• YOUR OBJECTIVE
Read the entries that follow and give each one again precisely.

• DATA TO PROCESS
//! Pool wrapper that records every call before forwarding it

use crate::common::{Result, Value};
use crate::pool::{Command, ComputeRequest, WorkerId, WorkerPool};
use async_trait::async_trait;
use serde::Serialize;
use std::collections::BTreeMap;
use std::sync::{Mutex, PoisonError};

#[derive(Debug, Clone, PartialEq, Serialize)]
#[serde(tag = "call", rename_all = "snake_case")]
pub enum PoolCall {
    PoolSize,
    TransportRank {
        worker: WorkerId,
    },
    Execute {
        command: Command,
        targets: Vec<WorkerId>,
    },
    Store {
        names: Vec<String>,
        targets: Vec<WorkerId>,
    },
    Retrieve {
        name: String,
        targets: Vec<WorkerId>,
    },
}

pub struct RecordingPool<P> {
    inner: P,
    calls: Mutex<Vec<PoolCall>>,
}

impl<P: WorkerPool> RecordingPool<P> {
    pub fn new(inner: P) -> Self {
        Self {
            inner,
            calls: Mutex::new(Vec::new()),
        }
    }

    /// Calls seen so far, in issue order
    pub fn calls(&self) -> Vec<PoolCall> {
        self.calls.lock().unwrap_or_else(PoisonError::into_inner).clone()
    }

    pub fn call_count(&self) -> usize {
        self.calls.lock().unwrap_or_else(PoisonError::into_inner).len()
    }

    pub fn clear(&self) {
        self.calls.lock().unwrap_or_else(PoisonError::into_inner).clear();
    }

    /// Compute requests seen so far, in issue order
    pub fn compute_requests(&self) -> Vec<ComputeRequest> {
        self.calls()
            .into_iter()
            .filter_map(|call| match call {
                PoolCall::Execute {
                    command: Command::Compute(request),
                    ..
                } => Some(request),
                _ => None,
            })
            .collect()
    }

    fn record(&self, call: PoolCall) {
        self.calls.lock().unwrap_or_else(PoisonError::into_inner).push(call);
    }
}

#[async_trait]
impl<P: WorkerPool> WorkerPool for RecordingPool<P> {
    fn workers(&self) -> Vec<WorkerId> {
        self.inner.workers()
    }

    async fn pool_size(&self) -> Result<usize> {
        self.record(PoolCall::PoolSize);
        self.inner.pool_size().await
    }

    async fn worker_transport_rank(&self, worker: WorkerId) -> Result<usize> {
        self.record(PoolCall::TransportRank { worker });
        self.inner.worker_transport_rank(worker).await
    }

    async fn execute(&self, command: &Command, targets: &[WorkerId]) -> Result<()> {
        self.record(PoolCall::Execute {
            command: command.clone(),
            targets: targets.to_vec(),
        });
        self.inner.execute(command, targets).await
    }

    async fn store(&self, values: &BTreeMap<String, Value>, targets: &[WorkerId]) -> Result<()> {
        self.record(PoolCall::Store {
            names: values.keys().cloned().collect(),
            targets: targets.to_vec(),
        });
        self.inner.store(values, targets).await
    }

    async fn retrieve(&self, name: &str, targets: &[WorkerId]) -> Result<Vec<Value>> {
        self.record(PoolCall::Retrieve {
            name: name.to_string(),
            targets: targets.to_vec(),
        });
        self.inner.retrieve(name, targets).await
    }
}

• COMPLETED TASK
//! Pool wrapper that records every call before forwarding it

use crate::common::{Result, Value};
use crate::pool::{Command, ComputeRequest, WorkerId, WorkerPool};
use async_trait::async_trait;
use serde::Serialize;
use std::collections::BTreeMap;
use std::sync::{Mutex, PoisonError};

#[derive(Debug, Clone, PartialEq, Serialize)]
#[serde(tag = "call", rename_all = "snake_case")]
pub enum PoolCall {
    PoolSize,
    TransportRank {
        worker: WorkerId,
    },
    Execute {
        command: Command,
        targets: Vec<WorkerId>,
    },
    Store {
        names: Vec<String>,
        targets: Vec<WorkerId>,
    },
    Retrieve {
        name: String,
        targets: Vec<WorkerId>,
    },
}

pub struct RecordingPool<P> {
    inner: P,
    calls: Mutex<Vec<PoolCall>>,
}

impl<P: WorkerPool> RecordingPool<P> {
    pub fn new(inner: P) -> Self {
        Self {
            inner,
            calls: Mutex::new(Vec::new()),
        }
    }

    /// Calls seen so far, in issue order
    pub fn calls(&self) -> Vec<PoolCall> {
        self.calls.lock().unwrap_or_else(PoisonError::into_inner).clone()
    }

    pub fn call_count(&self) -> usize {
        self.calls.lock().unwrap_or_else(PoisonError::into_inner).len()
    }

    pub fn clear(&self) {
        self.calls.lock().unwrap_or_else(PoisonError::into_inner).clear();
    }

    /// Compute requests seen so far, in issue order
    pub fn compute_requests(&self) -> Vec<ComputeRequest> {
        self.calls()
            .into_iter()
            .filter_map(|call| match call {
                PoolCall::Execute {
                    command: Command::Compute(request),
                    ..
                } => Some(request),
                _ => None,
            })
            .collect()
    }

    fn record(&self, call: PoolCall) {
        self.calls.lock().unwrap_or_else(PoisonError::into_inner).push(call);
    }
}

#[async_trait]
impl<P: WorkerPool> WorkerPool for RecordingPool<P> {
    fn workers(&self) -> Vec<WorkerId> {
        self.inner.workers()
    }

    async fn pool_size(&self) -> Result<usize> {
        self.record(PoolCall::PoolSize);
        self.inner.pool_size().await
    }

    async fn worker_transport_rank(&self, worker: WorkerId) -> Result<usize> {
        self.record(PoolCall::TransportRank { worker });
        self.inner.worker_transport_rank(worker).await
    }

    async fn execute(&self, command: &Command, targets: &[WorkerId]) -> Result<()> {
        self.record(PoolCall::Execute {
            command: command.clone(),
            targets: targets.to_vec(),
        });
        self.inner.execute(command, targets).await
    }

    async fn store(&self, values: &BTreeMap<String, Value>, targets: &[WorkerId]) -> Result<()> {
        self.record(PoolCall::Store {
            names: values.keys().cloned().collect(),
            targets: targets.to_vec(),
        });
        self.inner.store(values, targets).await
    }

    async fn retrieve(&self, name: &str, targets: &[WorkerId]) -> Result<Vec<Value>> {
        self.record(PoolCall::Retrieve {
            name: name.to_string(),
            targets: targets.to_vec(),
        });
        self.inner.retrieve(name, targets).await
    }
}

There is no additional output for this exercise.